Exercise directions – Repeat each record below exactly as given.

Stored items
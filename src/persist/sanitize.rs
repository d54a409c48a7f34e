//! Sanitizer Module
//!
//! Strips callables and unsettled pending operations out of a value graph so
//! the result can be handed to a durable store.
//!
//! The pass runs in two phases:
//! 1. Scan: walk every reachable container once, remember which containers
//!    directly hold something that must be rewritten, and record parent edges.
//!    Dirtiness then propagates up the parent edges (cycles included).
//! 2. Build: clean containers are returned as the original reference. Each dirty
//!    container gets exactly one new container, registered in the memo table
//!    before its children are built, so cycles and aliases resolve to that single
//!    sanitized node.

use std::collections::{HashMap, HashSet};

use crate::value::{Shared, Value};

// == Options ==
/// Sanitizer behaviour switches.
#[derive(Debug, Clone, Copy)]
pub struct SanitizeOptions {
    /// When true an omitted array slot becomes `null`, keeping later indices
    /// stable. When false the slot is dropped.
    pub preserve_array_indices: bool,
}

impl Default for SanitizeOptions {
    fn default() -> Self {
        Self {
            preserve_array_indices: true,
        }
    }
}

/// Sanitizes with default options. `None` means the value itself is omitted.
pub fn sanitize(value: &Value) -> Option<Value> {
    Sanitizer::new(SanitizeOptions::default()).run(value)
}

// == Sanitizer ==
/// One sanitize pass. The memo table lives only as long as the pass.
pub struct Sanitizer {
    options: SanitizeOptions,
    visited: HashSet<usize>,
    directly_dirty: HashSet<usize>,
    parents: HashMap<usize, Vec<usize>>,
    dirty: HashSet<usize>,
    memo: HashMap<usize, Value>,
}

impl Sanitizer {
    pub fn new(options: SanitizeOptions) -> Self {
        Self {
            options,
            visited: HashSet::new(),
            directly_dirty: HashSet::new(),
            parents: HashMap::new(),
            dirty: HashSet::new(),
            memo: HashMap::new(),
        }
    }

    /// Runs the pass over `value`.
    pub fn run(mut self, value: &Value) -> Option<Value> {
        self.scan(value, None);
        self.propagate();
        self.build(value)
    }

    // == Phase 1: Scan ==
    fn scan(&mut self, value: &Value, parent: Option<usize>) {
        match value {
            Value::Function(_) => self.mark_direct(parent),
            Value::Pending(op) => {
                // The slot is rewritten either way: dropped, or replaced by the
                // settled value.
                self.mark_direct(parent);
                if let Some(settled) = op.resolved() {
                    self.scan(&settled, parent);
                }
            }
            Value::Array(_) | Value::Set(_) | Value::Object(_) | Value::Map(_) => {
                let Some(id) = value.identity() else { return };
                if let Some(parent) = parent {
                    self.parents.entry(id).or_default().push(parent);
                }
                if !self.visited.insert(id) {
                    return;
                }
                for child in children(value) {
                    self.scan(&child, Some(id));
                }
            }
            _ => {}
        }
    }

    fn mark_direct(&mut self, parent: Option<usize>) {
        if let Some(parent) = parent {
            self.directly_dirty.insert(parent);
        }
    }

    fn propagate(&mut self) {
        let mut work: Vec<usize> = self.directly_dirty.iter().copied().collect();
        while let Some(id) = work.pop() {
            if !self.dirty.insert(id) {
                continue;
            }
            if let Some(parents) = self.parents.get(&id) {
                work.extend(parents.iter().copied());
            }
        }
    }

    // == Phase 2: Build ==
    fn build(&mut self, value: &Value) -> Option<Value> {
        match value {
            Value::Function(_) => None,
            Value::Pending(op) => op.resolved().and_then(|settled| self.build(&settled)),
            Value::Array(items) => self.rebuild(value, |out: &mut Self, id| {
                let shell = Shared::new(Vec::new());
                out.memo.insert(id, Value::Array(shell.clone()));
                let source = items.read().clone();
                let mut built = Vec::with_capacity(source.len());
                for item in &source {
                    match out.build(item) {
                        Some(v) => built.push(v),
                        None if out.options.preserve_array_indices => built.push(Value::Null),
                        None => {}
                    }
                }
                *shell.write() = built;
            }),
            Value::Set(items) => self.rebuild(value, |out: &mut Self, id| {
                let shell = Shared::new(Vec::new());
                out.memo.insert(id, Value::Set(shell.clone()));
                let source = items.read().clone();
                let built: Vec<Value> = source.iter().filter_map(|v| out.build(v)).collect();
                *shell.write() = built;
            }),
            Value::Object(fields) => self.rebuild(value, |out: &mut Self, id| {
                let shell = Shared::new(Vec::new());
                out.memo.insert(id, Value::Object(shell.clone()));
                let source = fields.read().clone();
                let built: Vec<(String, Value)> = source
                    .iter()
                    .filter_map(|(k, v)| out.build(v).map(|v| (k.clone(), v)))
                    .collect();
                *shell.write() = built;
            }),
            Value::Map(pairs) => self.rebuild(value, |out: &mut Self, id| {
                let shell = Shared::new(Vec::new());
                out.memo.insert(id, Value::Map(shell.clone()));
                let source = pairs.read().clone();
                let mut built = Vec::with_capacity(source.len());
                for (k, v) in &source {
                    if let (Some(k), Some(v)) = (out.build(k), out.build(v)) {
                        built.push((k, v));
                    }
                }
                *shell.write() = built;
            }),
            scalar => Some(scalar.clone()),
        }
    }

    /// Shared container handling: memo lookup, clean pass-through, or a fresh
    /// container filled by `fill` (which must register itself in the memo first).
    fn rebuild(&mut self, value: &Value, fill: impl FnOnce(&mut Self, usize)) -> Option<Value> {
        let id = value.identity()?;
        if let Some(done) = self.memo.get(&id) {
            return Some(done.clone());
        }
        if !self.dirty.contains(&id) {
            self.memo.insert(id, value.clone());
            return Some(value.clone());
        }
        fill(self, id);
        self.memo.get(&id).cloned()
    }
}

fn children(value: &Value) -> Vec<Value> {
    match value {
        Value::Array(items) | Value::Set(items) => items.read().clone(),
        Value::Object(fields) => fields.read().iter().map(|(_, v)| v.clone()).collect(),
        Value::Map(pairs) => pairs
            .read()
            .iter()
            .flat_map(|(k, v)| [k.clone(), v.clone()])
            .collect(),
        _ => Vec::new(),
    }
}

Solution to this task –
filename src/persist/sanitize.rs
repository d54a409c48a7f34e
//! Sanitizer Module
//!
//! Strips callables and unsettled pending operations out of a value graph so
//! the result can be handed to a durable store.
//!
//! The pass runs in two phases:
//! 1. Scan: walk every reachable container once, remember which containers
//!    directly hold something that must be rewritten, and record parent edges.
//!    Dirtiness then propagates up the parent edges (cycles included).
//! 2. Build: clean containers are returned as the original reference. Each dirty
//!    container gets exactly one new container, registered in the memo table
//!    before its children are built, so cycles and aliases resolve to that single
//!    sanitized node.

use std::collections::{HashMap, HashSet};

use crate::value::{Shared, Value};

// == Options ==
/// Sanitizer behaviour switches.
#[derive(Debug, Clone, Copy)]
pub struct SanitizeOptions {
    /// When true an omitted array slot becomes `null`, keeping later indices
    /// stable. When false the slot is dropped.
    pub preserve_array_indices: bool,
}

impl Default for SanitizeOptions {
    fn default() -> Self {
        Self {
            preserve_array_indices: true,
        }
    }
}

/// Sanitizes with default options. `None` means the value itself is omitted.
pub fn sanitize(value: &Value) -> Option<Value> {
    Sanitizer::new(SanitizeOptions::default()).run(value)
}

// == Sanitizer ==
/// One sanitize pass. The memo table lives only as long as the pass.
pub struct Sanitizer {
    options: SanitizeOptions,
    visited: HashSet<usize>,
    directly_dirty: HashSet<usize>,
    parents: HashMap<usize, Vec<usize>>,
    dirty: HashSet<usize>,
    memo: HashMap<usize, Value>,
}

impl Sanitizer {
    pub fn new(options: SanitizeOptions) -> Self {
        Self {
            options,
            visited: HashSet::new(),
            directly_dirty: HashSet::new(),
            parents: HashMap::new(),
            dirty: HashSet::new(),
            memo: HashMap::new(),
        }
    }

    /// Runs the pass over `value`.
    pub fn run(mut self, value: &Value) -> Option<Value> {
        self.scan(value, None);
        self.propagate();
        self.build(value)
    }

    // == Phase 1: Scan ==
    fn scan(&mut self, value: &Value, parent: Option<usize>) {
        match value {
            Value::Function(_) => self.mark_direct(parent),
            Value::Pending(op) => {
                // The slot is rewritten either way: dropped, or replaced by the
                // settled value.
                self.mark_direct(parent);
                if let Some(settled) = op.resolved() {
                    self.scan(&settled, parent);
                }
            }
            Value::Array(_) | Value::Set(_) | Value::Object(_) | Value::Map(_) => {
                let Some(id) = value.identity() else { return };
                if let Some(parent) = parent {
                    self.parents.entry(id).or_default().push(parent);
                }
                if !self.visited.insert(id) {
                    return;
                }
                for child in children(value) {
                    self.scan(&child, Some(id));
                }
            }
            _ => {}
        }
    }

    fn mark_direct(&mut self, parent: Option<usize>) {
        if let Some(parent) = parent {
            self.directly_dirty.insert(parent);
        }
    }

    fn propagate(&mut self) {
        let mut work: Vec<usize> = self.directly_dirty.iter().copied().collect();
        while let Some(id) = work.pop() {
            if !self.dirty.insert(id) {
                continue;
            }
            if let Some(parents) = self.parents.get(&id) {
                work.extend(parents.iter().copied());
            }
        }
    }

    // == Phase 2: Build ==
    fn build(&mut self, value: &Value) -> Option<Value> {
        match value {
            Value::Function(_) => None,
            Value::Pending(op) => op.resolved().and_then(|settled| self.build(&settled)),
            Value::Array(items) => self.rebuild(value, |out: &mut Self, id| {
                let shell = Shared::new(Vec::new());
                out.memo.insert(id, Value::Array(shell.clone()));
                let source = items.read().clone();
                let mut built = Vec::with_capacity(source.len());
                for item in &source {
                    match out.build(item) {
                        Some(v) => built.push(v),
                        None if out.options.preserve_array_indices => built.push(Value::Null),
                        None => {}
                    }
                }
                *shell.write() = built;
            }),
            Value::Set(items) => self.rebuild(value, |out: &mut Self, id| {
                let shell = Shared::new(Vec::new());
                out.memo.insert(id, Value::Set(shell.clone()));
                let source = items.read().clone();
                let built: Vec<Value> = source.iter().filter_map(|v| out.build(v)).collect();
                *shell.write() = built;
            }),
            Value::Object(fields) => self.rebuild(value, |out: &mut Self, id| {
                let shell = Shared::new(Vec::new());
                out.memo.insert(id, Value::Object(shell.clone()));
                let source = fields.read().clone();
                let built: Vec<(String, Value)> = source
                    .iter()
                    .filter_map(|(k, v)| out.build(v).map(|v| (k.clone(), v)))
                    .collect();
                *shell.write() = built;
            }),
            Value::Map(pairs) => self.rebuild(value, |out: &mut Self, id| {
                let shell = Shared::new(Vec::new());
                out.memo.insert(id, Value::Map(shell.clone()));
                let source = pairs.read().clone();
                let mut built = Vec::with_capacity(source.len());
                for (k, v) in &source {
                    if let (Some(k), Some(v)) = (out.build(k), out.build(v)) {
                        built.push((k, v));
                    }
                }
                *shell.write() = built;
            }),
            scalar => Some(scalar.clone()),
        }
    }

    /// Shared container handling: memo lookup, clean pass-through, or a fresh
    /// container filled by `fill` (which must register itself in the memo first).
    fn rebuild(&mut self, value: &Value, fill: impl FnOnce(&mut Self, usize)) -> Option<Value> {
        let id = value.identity()?;
        if let Some(done) = self.memo.get(&id) {
            return Some(done.clone());
        }
        if !self.dirty.contains(&id) {
            self.memo.insert(id, value.clone());
            return Some(value.clone());
        }
        fill(self, id);
        self.memo.get(&id).cloned()
    }
}

fn children(value: &Value) -> Vec<Value> {
    match value {
        Value::Array(items) | Value::Set(items) => items.read().clone(),
        Value::Object(fields) => fields.read().iter().map(|(_, v)| v.clone()).collect(),
        Value::Map(pairs) => pairs
            .read()
            .iter()
            .flat_map(|(k, v)| [k.clone(), v.clone()])
            .collect(),
        _ => Vec::new(),
    }
}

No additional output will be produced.